When I came across the Sprint book, I immediately had the desire to run a “week of Sprint” and see how effective it could be. The problem of how we could develop innovative solutions faster and more effectively was there, but the challenge was even greater as I worked for a University, doing research on EU-funded projects. So,  I had to find the perfect timing for introducing the concept of a 5-day prototyping session, and run my experiment.

My first attempt was to prototype the second release of an existing product we developed, called Anlzer; a tool for social media analytics. The prototyping week was booked, but when the week was approaching, the project deliverables were prioritized and we dropped the idea of prototyping. I knew there was no meaning for catching up one month later, as the tool would have been in the development process based on the plan; unfortunately developing a tool under a project has lot of bureaucracy to overcome.

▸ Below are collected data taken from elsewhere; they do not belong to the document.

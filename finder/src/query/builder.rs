use std::collections::HashSet;

use crate::config::QueryConfig;
use crate::degrade;
use crate::models::{ClassifiedColor, FashionTaxonomy, FashionTerm, ItemType, SearchQuery, TermCategory};

const MAX_ITEM_TERMS: usize = 3;
const MAX_BRANDS: usize = 1;
const MAX_MATERIALS: usize = 2;
const MAX_COLORS: usize = 2;
const MAX_STYLES: usize = 2;
/// Below this pixel fraction the dominant colour may yield to a larger one.
const MIN_DOMINANT_FRACTION: f32 = 0.1;

/// Accumulates query words under a hard cap, dropping repeated tokens.
struct WordBudget {
    cap: usize,
    seen: HashSet<String>,
    terms: Vec<String>,
}

impl WordBudget {
    fn new(cap: usize) -> Self {
        Self {
            cap,
            seen: HashSet::new(),
            terms: Vec::new(),
        }
    }

    fn used(&self) -> usize {
        self.seen.len()
    }

    /// Add the unseen tokens of `phrase` while room is left.
    fn push(&mut self, phrase: &str) {
        let mut kept = Vec::new();
        for token in phrase.split_whitespace() {
            if self.used() >= self.cap {
                break;
            }
            if self.seen.insert(token.to_lowercase()) {
                kept.push(token);
            }
        }
        if !kept.is_empty() {
            self.terms.push(kept.join(" "));
        }
    }
}

#[derive(Debug, Clone)]
pub struct QueryBuilder {
    config: QueryConfig,
}

impl Default for QueryBuilder {
    fn default() -> Self {
        Self::new(QueryConfig::default())
    }
}

impl QueryBuilder {
    pub fn new(config: QueryConfig) -> Self {
        Self { config }
    }

    fn max_words(&self) -> usize {
        self.config.max_words.max(1)
    }

    /// Category among shoes, bags and clothing with the most confident term.
    /// Ties go to shoes, then bags.
    pub fn dominant_category(taxonomy: &FashionTaxonomy) -> Option<TermCategory> {
        let mut best: Option<(TermCategory, f32)> = None;
        for category in [TermCategory::Shoes, TermCategory::Bags, TermCategory::Clothing] {
            if let Some(top) = taxonomy.get(category).first() {
                if best.map_or(true, |(_, confidence)| top.confidence > confidence) {
                    best = Some((category, top.confidence));
                }
            }
        }
        best.map(|(category, _)| category)
    }

    pub fn build(&self, taxonomy: &FashionTaxonomy, colors: &[ClassifiedColor]) -> SearchQuery {
        let color_tag = Self::ordered_colors(colors)
            .first()
            .map(|c| c.name_local.clone());

        let built = Self::dominant_category(taxonomy)
            .map(|category| self.compose(taxonomy, category, colors, color_tag.clone()));

        degrade::unless(
            "query.build",
            built,
            |q| q.as_ref().is_some_and(|q| !q.terms.is_empty()),
            || Some(self.fallback(color_tag.clone())),
        )
        .unwrap_or_else(|| self.fallback(color_tag))
    }

    fn compose(
        &self,
        taxonomy: &FashionTaxonomy,
        category: TermCategory,
        colors: &[ClassifiedColor],
        color_tag: Option<String>,
    ) -> SearchQuery {
        let cap = self.max_words();
        let suffix = self.config.commercial_suffix.trim();
        let reserved = usize::from(!suffix.is_empty() && cap > 1);
        let mut budget = WordBudget::new(cap - reserved);

        for term in Self::item_terms(taxonomy.get(category)) {
            budget.push(&term.translation);
        }
        for brand in taxonomy.brands.iter().take(MAX_BRANDS) {
            budget.push(&brand.translation);
        }
        for material in taxonomy.materials.iter().take(MAX_MATERIALS) {
            budget.push(&material.translation);
        }
        for color in Self::ordered_colors(colors).iter().take(MAX_COLORS) {
            budget.push(&color.name_local.to_lowercase());
        }
        for style in taxonomy.styles.iter().take(MAX_STYLES) {
            budget.push(&style.translation);
        }

        budget.cap = cap;
        budget.push(suffix);

        let query = SearchQuery {
            terms: budget.terms,
            item_type: match category {
                TermCategory::Shoes => ItemType::Chaussure,
                TermCategory::Bags => ItemType::Sac,
                _ => ItemType::Vetement,
            },
            color: color_tag,
        };
        tracing::debug!(query = %query, item_type = %query.item_type, "Built search query");
        query
    }

    /// Up to three terms; multi-word and derived "details" come before
    /// single-word "type" terms.
    fn item_terms(terms: &[FashionTerm]) -> Vec<&FashionTerm> {
        let (details, types): (Vec<&FashionTerm>, Vec<&FashionTerm>) = terms
            .iter()
            .partition(|t| t.is_multi_word() || t.derived_from.is_some());
        details
            .into_iter()
            .chain(types)
            .take(MAX_ITEM_TERMS)
            .collect()
    }

    /// Colours in query order. A tiny dominant colour yields to the
    /// secondary with the largest pixel fraction when that one is bigger.
    fn ordered_colors(colors: &[ClassifiedColor]) -> Vec<&ClassifiedColor> {
        let mut ordered: Vec<&ClassifiedColor> = colors.iter().collect();
        let Some(dominant) = ordered.first().copied() else {
            return ordered;
        };

        if dominant.pixel_fraction < MIN_DOMINANT_FRACTION {
            let larger = ordered
                .iter()
                .enumerate()
                .skip(1)
                .filter(|(_, c)| c.pixel_fraction > dominant.pixel_fraction)
                .max_by(|(_, a), (_, b)| {
                    a.pixel_fraction
                        .partial_cmp(&b.pixel_fraction)
                        .unwrap_or(std::cmp::Ordering::Equal)
                })
                .map(|(idx, _)| idx);
            if let Some(idx) = larger {
                let secondary = ordered.remove(idx);
                ordered.insert(0, secondary);
            }
        }
        ordered
    }

    fn fallback(&self, color: Option<String>) -> SearchQuery {
        let mut budget = WordBudget::new(self.max_words());
        budget.push(&self.config.fallback_query);
        SearchQuery {
            terms: budget.terms,
            item_type: ItemType::Default,
            color,
        }
    }
}
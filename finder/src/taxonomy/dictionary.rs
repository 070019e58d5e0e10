//! Closed fashion vocabulary.
//!
//! Keys are lower case and singular; plural and compound forms are reached
//! through substring containment or the trailing-"s" fallback.

use std::collections::HashMap;

use crate::models::TermCategory;

/// Keys shorter than this never match by containment.
const MIN_CONTAINED_KEY_LEN: usize = 4;

#[derive(Debug, Clone, Copy, PartialEq, Eq)]
pub struct DictionaryEntry {
    pub key: &'static str,
    pub category: TermCategory,
    /// French rendering used in queries.
    pub translation: &'static str,
}

#[derive(Debug, Clone, Copy, PartialEq, Eq)]
pub enum MatchKind {
    Exact,
    Contained,
    Singular,
}

impl MatchKind {
    /// Confidence multiplier applied to the label score.
    pub fn weight(&self) -> f32 {
        match self {
            MatchKind::Exact => 1.0,
            MatchKind::Contained | MatchKind::Singular => 0.85,
        }
    }
}

use TermCategory::{Accessories, Bags, Clothing, Materials, Shoes, Styles};

#[rustfmt::skip]
const ENTRIES: &[(&str, TermCategory, &str)] = &[
    // tops
    ("shirt", Clothing, "chemise"),
    ("t-shirt", Clothing, "t-shirt"),
    ("tshirt", Clothing, "t-shirt"),
    ("top", Clothing, "haut"),
    ("blouse", Clothing, "chemisier"),
    ("sweater", Clothing, "pull"),
    ("jumper", Clothing, "pull"),
    ("sweatshirt", Clothing, "sweat"),
    ("hoodie", Clothing, "sweat à capuche"),
    ("cardigan", Clothing, "gilet"),
    ("tank top", Clothing, "débardeur"),
    ("jersey", Clothing, "maillot"),
    // bottoms
    ("pants", Clothing, "pantalon"),
    ("trousers", Clothing, "pantalon"),
    ("jeans", Clothing, "jean"),
    ("shorts", Clothing, "short"),
    ("skirt", Clothing, "jupe"),
    ("leggings", Clothing, "legging"),
    // dresses
    ("dress", Clothing, "robe"),
    ("gown", Clothing, "robe de soirée"),
    ("cocktail dress", Clothing, "robe de cocktail"),
    ("jumpsuit", Clothing, "combinaison"),
    ("romper", Clothing, "combishort"),
    ("playsuit", Clothing, "combishort"),
    // outerwear
    ("jacket", Clothing, "veste"),
    ("coat", Clothing, "manteau"),
    ("trench coat", Clothing, "trench"),
    ("denim jacket", Clothing, "veste en jean"),
    ("leather jacket", Clothing, "veste en cuir"),
    ("blazer", Clothing, "blazer"),
    ("suit", Clothing, "costume"),
    ("raincoat", Clothing, "imperméable"),
    ("vest", Clothing, "gilet"),
    ("waistcoat", Clothing, "gilet"),
    ("poncho", Clothing, "poncho"),
    ("cape", Clothing, "cape"),
    // underwear
    ("underwear", Clothing, "sous-vêtements"),
    ("lingerie", Clothing, "lingerie"),
    ("boxer", Clothing, "boxer"),
    // french clothing words
    ("robe", Clothing, "robe"),
    ("veste", Clothing, "veste"),
    ("manteau", Clothing, "manteau"),
    ("chemise", Clothing, "chemise"),
    ("pantalon", Clothing, "pantalon"),
    ("jupe", Clothing, "jupe"),
    ("pull", Clothing, "pull"),
    // shoes
    ("shoe", Shoes, "chaussures"),
    ("footwear", Shoes, "chaussures"),
    ("sneaker", Shoes, "baskets"),
    ("boot", Shoes, "bottes"),
    ("ankle boot", Shoes, "bottines"),
    ("chelsea boot", Shoes, "chelsea boots"),
    ("desert boot", Shoes, "desert boots"),
    ("combat boot", Shoes, "rangers"),
    ("running shoe", Shoes, "chaussures de running"),
    ("high heel", Shoes, "escarpins"),
    ("heel", Shoes, "talons"),
    ("sandal", Shoes, "sandales"),
    ("loafer", Shoes, "mocassins"),
    ("slipper", Shoes, "chaussons"),
    ("espadrille", Shoes, "espadrilles"),
    ("chaussure", Shoes, "chaussures"),
    ("bottine", Shoes, "bottines"),
    ("botte", Shoes, "bottes"),
    ("basket", Shoes, "baskets"),
    // bags
    ("bag", Bags, "sac"),
    ("handbag", Bags, "sac à main"),
    ("purse", Bags, "sac à main"),
    ("backpack", Bags, "sac à dos"),
    ("briefcase", Bags, "porte-documents"),
    ("clutch", Bags, "pochette"),
    ("tote", Bags, "cabas"),
    ("satchel", Bags, "sacoche"),
    ("messenger bag", Bags, "sacoche"),
    ("crossbody bag", Bags, "sac bandoulière"),
    ("luggage", Bags, "bagage"),
    ("sac", Bags, "sac"),
    ("sacoche", Bags, "sacoche"),
    // accessories
    ("wallet", Accessories, "portefeuille"),
    ("belt", Accessories, "ceinture"),
    ("hat", Accessories, "chapeau"),
    ("cap", Accessories, "casquette"),
    ("scarf", Accessories, "écharpe"),
    ("glove", Accessories, "gants"),
    ("tie", Accessories, "cravate"),
    ("bow tie", Accessories, "nœud papillon"),
    ("watch", Accessories, "montre"),
    ("jewelry", Accessories, "bijoux"),
    ("necklace", Accessories, "collier"),
    ("bracelet", Accessories, "bracelet"),
    ("ring", Accessories, "bague"),
    ("earring", Accessories, "boucles d'oreilles"),
    ("sunglasses", Accessories, "lunettes de soleil"),
    // materials
    ("leather", Materials, "cuir"),
    ("cotton", Materials, "coton"),
    ("wool", Materials, "laine"),
    ("silk", Materials, "soie"),
    ("denim", Materials, "denim"),
    ("linen", Materials, "lin"),
    ("polyester", Materials, "polyester"),
    ("nylon", Materials, "nylon"),
    ("suede", Materials, "daim"),
    ("velvet", Materials, "velours"),
    ("satin", Materials, "satin"),
    ("cashmere", Materials, "cachemire"),
    ("canvas", Materials, "toile"),
    ("cuir", Materials, "cuir"),
    ("daim", Materials, "daim"),
    // styles and patterns
    ("formal", Styles, "formel"),
    ("casual", Styles, "décontracté"),
    ("sportswear", Styles, "sport"),
    ("athletic", Styles, "sport"),
    ("elegant", Styles, "élégant"),
    ("vintage", Styles, "vintage"),
    ("retro", Styles, "rétro"),
    ("minimalist", Styles, "minimaliste"),
    ("bohemian", Styles, "bohème"),
    ("boho", Styles, "bohème"),
    ("streetwear", Styles, "streetwear"),
    ("chic", Styles, "chic"),
    ("preppy", Styles, "preppy"),
    ("punk", Styles, "punk"),
    ("striped", Styles, "rayé"),
    ("plaid", Styles, "écossais"),
    ("floral", Styles, "fleuri"),
    ("polka dot", Styles, "à pois"),
    ("animal print", Styles, "imprimé animal"),
];

/// Brand keys and their display form.
#[rustfmt::skip]
const BRANDS: &[(&str, &str)] = &[
    ("nike", "Nike"), ("adidas", "Adidas"), ("puma", "Puma"), ("converse", "Converse"),
    ("vans", "Vans"), ("clarks", "Clarks"), ("timberland", "Timberland"),
    ("dr. martens", "Dr. Martens"), ("dr martens", "Dr. Martens"), ("red wing", "Red Wing"),
    ("ugg", "UGG"), ("geox", "Geox"), ("zara", "Zara"), ("h&m", "H&M"), ("mango", "Mango"),
    ("lacoste", "Lacoste"), ("ralph lauren", "Ralph Lauren"), ("tommy hilfiger", "Tommy Hilfiger"),
    ("levi's", "Levi's"), ("longchamp", "Longchamp"), ("fossil", "Fossil"),
    ("michael kors", "Michael Kors"), ("louis vuitton", "Louis Vuitton"), ("gucci", "Gucci"),
    ("prada", "Prada"), ("chanel", "Chanel"), ("lancaster", "Lancaster"),
    ("le tanneur", "Le Tanneur"), ("eastpak", "Eastpak"), ("kipling", "Kipling"),
];

/// Compound items and the dictionary keys they imply.
#[rustfmt::skip]
const COMPOUND_ITEMS: &[(&str, &[&str])] = &[
    ("chelsea boot", &["ankle boot", "leather", "elegant"]),
    ("desert boot", &["ankle boot", "suede", "casual"]),
    ("combat boot", &["boot", "leather", "punk"]),
    ("running shoe", &["sneaker", "athletic"]),
    ("messenger bag", &["satchel", "leather", "casual"]),
    ("crossbody bag", &["bag", "casual"]),
    ("trench coat", &["coat", "elegant"]),
    ("denim jacket", &["jacket", "denim", "casual"]),
    ("leather jacket", &["jacket", "leather", "streetwear"]),
    ("cocktail dress", &["dress", "elegant", "chic"]),
];

lazy_static::lazy_static! {
    static ref DICTIONARY: HashMap<&'static str, DictionaryEntry> = ENTRIES
        .iter()
        .map(|(key, category, translation)| {
            (*key, DictionaryEntry { key: *key, category: *category, translation: *translation })
        })
        .collect();

    /// Containment candidates, longest first so the most specific key wins.
    static ref CONTAINMENT_ORDER: Vec<&'static DictionaryEntry> = {
        let mut entries: Vec<&'static DictionaryEntry> = DICTIONARY
            .values()
            .filter(|e| e.key.chars().count() >= MIN_CONTAINED_KEY_LEN)
            .collect();
        entries.sort_by(|a, b| {
            b.key.chars().count().cmp(&a.key.chars().count()).then(a.key.cmp(b.key))
        });
        entries
    };
}

pub fn entry(key: &str) -> Option<&'static DictionaryEntry> {
    DICTIONARY.get(key)
}

/// Match a normalized (lower case, trimmed) string against the dictionary.
pub fn lookup(text: &str) -> Option<(&'static DictionaryEntry, MatchKind)> {
    if text.is_empty() {
        return None;
    }

    if let Some(found) = DICTIONARY.get(text) {
        return Some((found, MatchKind::Exact));
    }

    if let Some(found) = CONTAINMENT_ORDER.iter().find(|e| text.contains(e.key)) {
        return Some((found, MatchKind::Contained));
    }

    text.strip_suffix('s')
        .and_then(|singular| DICTIONARY.get(singular))
        .map(|found| (found, MatchKind::Singular))
}

/// Brands named in `text` as whole tokens, with their display form.
pub fn brands_in(text: &str) -> Vec<&'static str> {
    let padded = format!(" {text} ");
    BRANDS
        .iter()
        .filter(|(key, _)| padded.contains(&format!(" {key} ")))
        .map(|(_, display)| *display)
        .fold(Vec::new(), |mut acc, display| {
            if !acc.contains(&display) {
                acc.push(display);
            }
            acc
        })
}

/// Keys implied by a compound item, if `key` is one.
pub fn compound_expansion(key: &str) -> Option<&'static [&'static str]> {
    COMPOUND_ITEMS
        .iter()
        .find(|(compound, _)| *compound == key)
        .map(|(_, derived)| *derived)
}

#[cfg(test)]
mod tests {
    use super::*;

    #[test]
    fn test_exact_match() {
        let (found, kind) = lookup("boot").unwrap();
        assert_eq!(found.category, TermCategory::Shoes);
        assert_eq!(kind, MatchKind::Exact);
    }

    #[test]
    fn test_containment_prefers_longest_key() {
        let (found, kind) = lookup("brown chelsea boots").unwrap();
        assert_eq!(found.key, "chelsea boot");
        assert_eq!(kind, MatchKind::Contained);

        let (found, _) = lookup("handbags").unwrap();
        assert_eq!(found.key, "handbag");
    }

    #[test]
    fn test_short_keys_only_match_exactly_or_singular() {
        assert!(lookup("chat").is_none(), "'hat' must not match by containment");
        let (found, kind) = lookup("sacs").unwrap();
        assert_eq!(found.key, "sac");
        assert_eq!(kind, MatchKind::Singular);
    }

    #[test]
    fn test_unknown_text() {
        assert!(lookup("").is_none());
        assert!(lookup("mountain").is_none());
    }

    #[test]
    fn test_brands_need_token_boundaries() {
        assert_eq!(brands_in("nike air max"), vec!["Nike"]);
        assert_eq!(brands_in("dr. martens 1460"), vec!["Dr. Martens"]);
        assert!(brands_in("vansittart road").is_empty());
        assert!(brands_in("mangoes").is_empty());
    }

    #[test]
    fn test_compound_expansions_point_at_dictionary_keys() {
        for (compound, derived) in COMPOUND_ITEMS {
            assert!(entry(compound).is_some(), "{compound} missing");
            for key in *derived {
                assert!(entry(key).is_some(), "{key} missing for {compound}");
            }
        }
    }

    #[test]
    fn test_dictionary_keys_are_unique() {
        assert_eq!(DICTIONARY.len(), ENTRIES.len());
    }
}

Nevertheless, the seed was there, and when our team got a new project on maritime big data called BigDataOcean, I was asked to organize the sprint. Still I knew that booking 5 days in a period of intense work for us – a project-oriented research lab – was impossible. Thus, I decided to propose the least effort from our side. I asked for one day, fully booked, and I asked from my team to do some preparation in advance. We made it to complete one and a half “days” in one day. Apart from tired, the team was so excited about the outcomes that we booked another day of prototyping without thinking of it. At the end the team came up with the desired customer map, its focus on a certain step, and multiple interesting ideas for possible solutions. The detailed outcomes are available here.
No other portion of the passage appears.